**DATA UNDER STUDY:**

use std::io;

use serde::{Deserialize, Serialize};
use serde_json::Error as JsonError;
use thiserror::Error;

#[derive(Debug, Clone, PartialEq, Serialize, Deserialize, Error)]
pub enum FavTreeError {
    #[error("Configuration error: {0}")]
    Config(String),
    #[error("File System error: {0}")]
    Io(String),
    #[error("Navigation error: {0}")]
    Navigation(String),
    #[error("Item Not Found: {0}")]
    NotFound(String),
    #[error("Persistence error: {0}")]
    Persistence(String),
    #[error("Graph query failed: {0}")]
    Query(String),
    #[error("(De)Serialization error: {0}")]
    Serialization(String),
}

impl From<toml::de::Error> for FavTreeError {
    fn from(src: toml::de::Error) -> FavTreeError {
        FavTreeError::Serialization(format!("Toml deserialization error: {src}"))
    }
}

impl From<toml::ser::Error> for FavTreeError {
    fn from(src: toml::ser::Error) -> FavTreeError {
        FavTreeError::Serialization(format!("Toml serialization error: {src}"))
    }
}

impl From<JsonError> for FavTreeError {
    fn from(src: JsonError) -> FavTreeError {
        FavTreeError::Serialization(format!("JSON (de)serialization error: {src}"))
    }
}

impl From<io::Error> for FavTreeError {
    fn from(x: io::Error) -> Self {
        match x.kind() {
            io::ErrorKind::NotFound => FavTreeError::NotFound(format!("{x}")),
            _ => FavTreeError::Io(format!("IOError: {}: {x}", x.kind())),
        }
    }
}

**TASK STATEMENT:** Go through the data and return each line where the word "Navigation" appears.

**SOLVED PROBLEM:**
    #[error("Navigation error: {0}")]
    Navigation(String),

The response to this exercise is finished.